Внутри порой царил леденящий мрак, чреватый отчаянием и неотступными мыслями о смерти. А снаружи сияло солнце восходящей славы.
«Vive la France!»
В трактире «Белый лебедь» вечерами было шумновато, но Бетховену это теперь даже нравилось: если он переспрашивал собеседников, то никто этому не удивлялся. Когда же беседа касалась политических тем, то вполне разумно было произносить свои слова прямо в ухо соседу. После раскрытия летом 1794 года заговора «венских якобинцев» и последующей казни нескольких революционеров вся Вена была наводнена тайными осведомителями.

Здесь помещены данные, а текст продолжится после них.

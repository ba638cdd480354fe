/// Identity directory: registration and credential checks
///
/// Owns the rules for creating accounts (field validation, password policy,
/// uniqueness) and for resolving a login identity to a user. Passwords are
/// hashed and verified on tokio's blocking pool since Argon2id is deliberately
/// slow.
///
/// # Example
///
/// ```no_run
/// use std::sync::Arc;
/// use taskvault_shared::auth::password::PasswordPolicy;
/// use taskvault_shared::directory::{IdentityDirectory, Registration};
/// use taskvault_shared::store::memory::MemoryStore;
///
/// # async fn example() -> Result<(), Box<dyn std::error::Error>> {
/// let directory = IdentityDirectory::new(Arc::new(MemoryStore::new()), PasswordPolicy::Basic);
///
/// let user = directory
///     .register(Registration {
///         username: "tester".to_string(),
///         email: "Tester@Example.com".to_string(),
///         password: "password123".to_string(),
///     })
///     .await?;
///
/// let same = directory.authenticate("tester@example.com", "password123").await?;
/// assert_eq!(user.id, same.id);
/// # Ok(())
/// # }
/// ```

use std::sync::{Arc, LazyLock};

use serde::Deserialize;
use tracing::{debug, info, warn};
use validator::Validate;

use crate::auth::password::{hash_password, verify_password, PasswordError, PasswordPolicy};
use crate::models::user::{CreateUser, User};
use crate::store::{StoreError, UserStore};
use crate::validation::{
    field_errors, is_valid_email, is_valid_username_charset, normalize_email, FieldError,
};

/// Hash verified when no account matches, so misses cost as much as hits
static DUMMY_HASH: LazyLock<Option<String>> =
    LazyLock::new(|| hash_password("taskvault-timing-equalizer").ok());

/// Which unique field collided
#[derive(Debug, Clone, Copy, PartialEq, Eq)]
pub enum IdentityField {
    Username,
    Email,
}

impl IdentityField {
    pub fn as_str(&self) -> &'static str {
        match self {
            IdentityField::Username => "username",
            IdentityField::Email => "email",
        }
    }
}

/// Directory error types
#[derive(Debug, thiserror::Error)]
pub enum DirectoryError {
    /// One or more registration fields were rejected
    #[error("Validation failed: {} errors", .0.len())]
    Validation(Vec<FieldError>),

    /// Username or email already registered
    #[error("{} already registered", .0.as_str())]
    DuplicateIdentity(IdentityField),

    /// Unknown identity or wrong password
    #[error("Invalid credentials")]
    AuthenticationFailed,

    /// Hashing failed
    #[error(transparent)]
    Password(#[from] PasswordError),

    /// Backend failure
    #[error(transparent)]
    Store(StoreError),

    /// Blocking task panicked or was cancelled
    #[error("Internal error: {0}")]
    Internal(String),
}

impl From<StoreError> for DirectoryError {
    fn from(err: StoreError) -> Self {
        match err {
            StoreError::Duplicate("email") => DirectoryError::DuplicateIdentity(IdentityField::Email),
            StoreError::Duplicate(_) => DirectoryError::DuplicateIdentity(IdentityField::Username),
            other => DirectoryError::Store(other),
        }
    }
}

/// Registration request
#[derive(Debug, Clone, Deserialize, Validate)]
pub struct Registration {
    #[validate(length(min = 3, max = 30, message = "Username must be 3-30 characters"))]
    pub username: String,

    #[validate(length(max = 255, message = "Email must be at most 255 characters"))]
    pub email: String,

    pub password: String,
}

impl Registration {
    /// Collects every field problem at once
    fn check(&self, policy: PasswordPolicy) -> Result<(), Vec<FieldError>> {
        let mut errors = match self.validate() {
            Ok(()) => Vec::new(),
            Err(e) => field_errors(&e),
        };

        if !self.username.is_empty() && !is_valid_username_charset(&self.username) {
            errors.push(FieldError::new(
                "username",
                "Username may only contain letters, digits, '_', '.' and '-'",
            ));
        }

        if !is_valid_email(&self.email) {
            errors.push(FieldError::new("email", "Invalid email format"));
        }

        if let Err(reason) = policy.check(&self.password) {
            errors.push(FieldError::new("password", reason));
        }

        if errors.is_empty() {
            Ok(())
        } else {
            errors.sort_by(|a, b| a.field.cmp(&b.field));
            Err(errors)
        }
    }
}

/// Account registry over a [`UserStore`]
#[derive(Clone)]
pub struct IdentityDirectory {
    users: Arc<dyn UserStore>,
    policy: PasswordPolicy,
}

impl IdentityDirectory {
    pub fn new(users: Arc<dyn UserStore>, policy: PasswordPolicy) -> Self {
        Self { users, policy }
    }

    /// Creates a new account
    ///
    /// # Errors
    ///
    /// - `Validation` with every rejected field
    /// - `DuplicateIdentity` if the username or email is taken, including when
    ///   a concurrent registration wins the race at insert time
    pub async fn register(&self, registration: Registration) -> Result<User, DirectoryError> {
        registration
            .check(self.policy)
            .map_err(DirectoryError::Validation)?;

        let email = normalize_email(&registration.email);

        if self.users.user_by_username(&registration.username).await?.is_some() {
            debug!("Registration rejected: username taken");
            return Err(DirectoryError::DuplicateIdentity(IdentityField::Username));
        }
        if self.users.user_by_email(&email).await?.is_some() {
            debug!("Registration rejected: email taken");
            return Err(DirectoryError::DuplicateIdentity(IdentityField::Email));
        }

        let password = registration.password;
        let password_hash = tokio::task::spawn_blocking(move || hash_password(&password))
            .await
            .map_err(|e| DirectoryError::Internal(e.to_string()))??;

        let user = self
            .users
            .insert_user(CreateUser {
                username: registration.username,
                email,
                password_hash,
            })
            .await?;

        info!(user_id = user.id, "User registered");
        Ok(user)
    }

    /// Resolves `identity` (email or username) and checks `password`
    ///
    /// An identity in email format is matched case-insensitively against
    /// emails; anything else is matched exactly against usernames.
    pub async fn authenticate(&self, identity: &str, password: &str) -> Result<User, DirectoryError> {
        let user = if is_valid_email(identity) {
            self.users.user_by_email(&normalize_email(identity)).await?
        } else {
            self.users.user_by_username(identity).await?
        };

        let password = password.to_string();
        let (user, matched) = match user {
            Some(user) => {
                let hash = user.password_hash.clone();
                let matched = tokio::task::spawn_blocking(move || verify_password(&password, &hash))
                    .await
                    .map_err(|e| DirectoryError::Internal(e.to_string()))?;
                (Some(user), matched)
            }
            None => {
                tokio::task::spawn_blocking(move || {
                    if let Some(dummy) = DUMMY_HASH.as_deref() {
                        verify_password(&password, dummy);
                    }
                })
                .await
                .map_err(|e| DirectoryError::Internal(e.to_string()))?;
                (None, false)
            }
        };

        match user {
            Some(user) if matched => {
                info!(user_id = user.id, "User authenticated");
                Ok(user)
            }
            _ => {
                warn!("Failed login attempt");
                Err(DirectoryError::AuthenticationFailed)
            }
        }
    }
}
/// Security headers middleware
///
/// Adds security-related HTTP headers to every response. The API only ever
/// returns JSON, so the content policy denies everything.
///
/// # Headers Applied
///
/// - `X-Content-Type-Options: nosniff` - Prevents MIME type sniffing
/// - `X-Frame-Options: DENY` - Prevents clickjacking
/// - `X-XSS-Protection: 0` - Disables the legacy browser XSS auditor
/// - `Referrer-Policy: no-referrer`
/// - `Content-Security-Policy: default-src 'none'; frame-ancestors 'none'`
/// - `Strict-Transport-Security` - Forces HTTPS (production only)
///
/// # Example
///
/// ```no_run
/// use axum::Router;
/// use taskvault_api::middleware::security::SecurityHeadersLayer;
///
/// let app: Router = Router::new()
///     .layer(SecurityHeadersLayer::new(true)); // true = production mode
/// ```

use axum::{
    extract::Request,
    http::{HeaderName, HeaderValue},
    response::Response,
};
use std::task::{Context, Poll};
use tower::{Layer, Service};

const SECURITY_HEADERS: [(&str, &str); 5] = [
    ("x-content-type-options", "nosniff"),
    ("x-frame-options", "DENY"),
    ("x-xss-protection", "0"),
    ("referrer-policy", "no-referrer"),
    ("content-security-policy", "default-src 'none'; frame-ancestors 'none'"),
];

const HSTS: (&str, &str) = (
    "strict-transport-security",
    "max-age=31536000; includeSubDomains",
);

/// Security headers middleware layer
#[derive(Clone)]
pub struct SecurityHeadersLayer {
    /// Whether to enable HSTS (HTTPS-only, should be true in production)
    enable_hsts: bool,
}

impl SecurityHeadersLayer {
    pub fn new(enable_hsts: bool) -> Self {
        Self { enable_hsts }
    }
}

impl<S> Layer<S> for SecurityHeadersLayer {
    type Service = SecurityHeadersMiddleware<S>;

    fn layer(&self, inner: S) -> Self::Service {
        SecurityHeadersMiddleware {
            inner,
            enable_hsts: self.enable_hsts,
        }
    }
}

/// Security headers middleware service
#[derive(Clone)]
pub struct SecurityHeadersMiddleware<S> {
    inner: S,
    enable_hsts: bool,
}

impl<S> Service<Request> for SecurityHeadersMiddleware<S>
where
    S: Service<Request, Response = Response> + Send + 'static,
    S::Future: Send + 'static,
{
    type Response = S::Response;
    type Error = S::Error;
    type Future = std::pin::Pin<Box<dyn std::future::Future<Output = Result<Self::Response, Self::Error>> + Send>>;

    fn poll_ready(&mut self, cx: &mut Context<'_>) -> Poll<Result<(), Self::Error>> {
        self.inner.poll_ready(cx)
    }

    fn call(&mut self, request: Request) -> Self::Future {
        let future = self.inner.call(request);
        let enable_hsts = self.enable_hsts;

        Box::pin(async move {
            let mut response = future.await?;
            let headers = response.headers_mut();

            let extra = enable_hsts.then_some(HSTS);
            for (name, value) in SECURITY_HEADERS.into_iter().chain(extra) {
                headers.insert(
                    HeaderName::from_static(name),
                    HeaderValue::from_static(value),
                );
            }

            Ok(response)
        })
    }
}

Какой-нибудь совершенно безобидный бюргер может мирно дремать за соседним столиком, однако потом в полиции появится скрупулёзный отчёт — кто неодобрительно высказывался об императоре Франце, о поражениях австрийской армии, о невыгодном мире с французами, заключённом в минувшем октябре…
А роптать было на что. Если в 1794 году Бетховен ещё ёрничал в письме папаше Зимроку насчёт благодушного австрийца, который ни за что не взбунтуется, покуда у него есть тёмное пиво с сосисками, то теперь ситуация изменилась. Когда к границам Австрии подступила война, даже в трактирах начали обсуждать боевые действия. Поздней осенью 1796 года французы пошли на Австрию из Италии, а в то же самое время продолжались военные действия на Рейне. Военные события конца 1796-го — начала 1797 года приняли настолько опасный оборот, что венцы начали собирать гражданское народное ополчение. Старый Гайдн сочинил в 1796 году «Мессу времён войны» —
Бетховен, поддавшись общему порыву и настоятельным просьбам некоторых друзей, написал две песни для венских ополченцев, «Походную песню» и «Боевую песню австрийцев». Они были тотчас изданы в виде листовок. Автором стихов был один из добровольцев, Йозеф фон Фридельберг, сумевший найти слова, способные воспламенить сердца сограждан:
Мы — немцы, наш народ велик,
Могуч и справедлив!
Эй, франки, мы покажем вмиг,
Кто храбр, а кто труслив!
«Странное чувство испытываешь, когда твою музыку поют прямо на улице или в трактире», — усмехался про себя Бетховен. Популярность такого рода, с одной стороны, льстила, но с другой — заставляла досадовать. Ни одна из песенок, распространяемых на листках, не стоит и пары тактов из его новой фортепианной сонаты. Но эту сонату на площадях уж точно играть никогда не будут.
Песня для ополченцев — дело благое. А вот нынешнего императора Бетховен прославлять бы ни за какие деньги не стал.
Бетховен возненавидел Франца с тихой, но нарастающей страстью. За что? Да за всё. За предательство дела Иосифа; за идиотическое рвение цензоров, за шпионов в каждой кофейне; за показательно жестокую казнь венских якобинцев; за полную бездарность в военных делах, за коварство и трусость…
Пару месяцев назад приятель, Павел Враницкий, жаловался Бетховену; мол, написал большую симфонию «На заключение мира с Французской республикой», думал исполнить её в рождественской академии — а император, узнав о том, запретил! Частью, вызвавшей особое недовольство Франца, было аллегро под названием «Революция» и адажио памяти казнённого короля. В середине — траурный марш. То ли император усмотрел намёк на участь, грозящую ныне любому венценосцу, то ли так боялся французов, что не рискнул их сердить.
У Бетховена всё это вызывало чрезвычайно двойственные чувства. Хотя его родной Бонн стал теперь французским городом, он не мог заставить себя относиться к революционной Франции только как к врагу своего отечества. С одной стороны, республиканские идеи чрезвычайно ему нравились, и он был вполне убеждён в том, что феодальная монархия — такой же анахронизм, как дедовские пудреные парики и громоздкие дамские платья на фижмах. С другой стороны, не прекращающиеся в самой Франции с 1793 года кровавые казни заставляли относиться к вождям революции со смесью страха и отвращения. Враг, убитый в бою, с оружием в руках, — это одно, а обезглавленные на гильотине женщины, священники, учёные и даже музыканты (такие тоже были!) — совсем другое. Ужасы, которые французские эмигранты рассказывали о душераздирающих сценах на плахе, можно, конечно, было приписать ненависти к новым властям, но ведь даже после падения Робеспьера, устроившего эту свирепую вакханалию, во Франции продолжали судить и казнить — пусть не так много, как прежде, когда гильотина на площади Свободы не просыхала от свежей крови.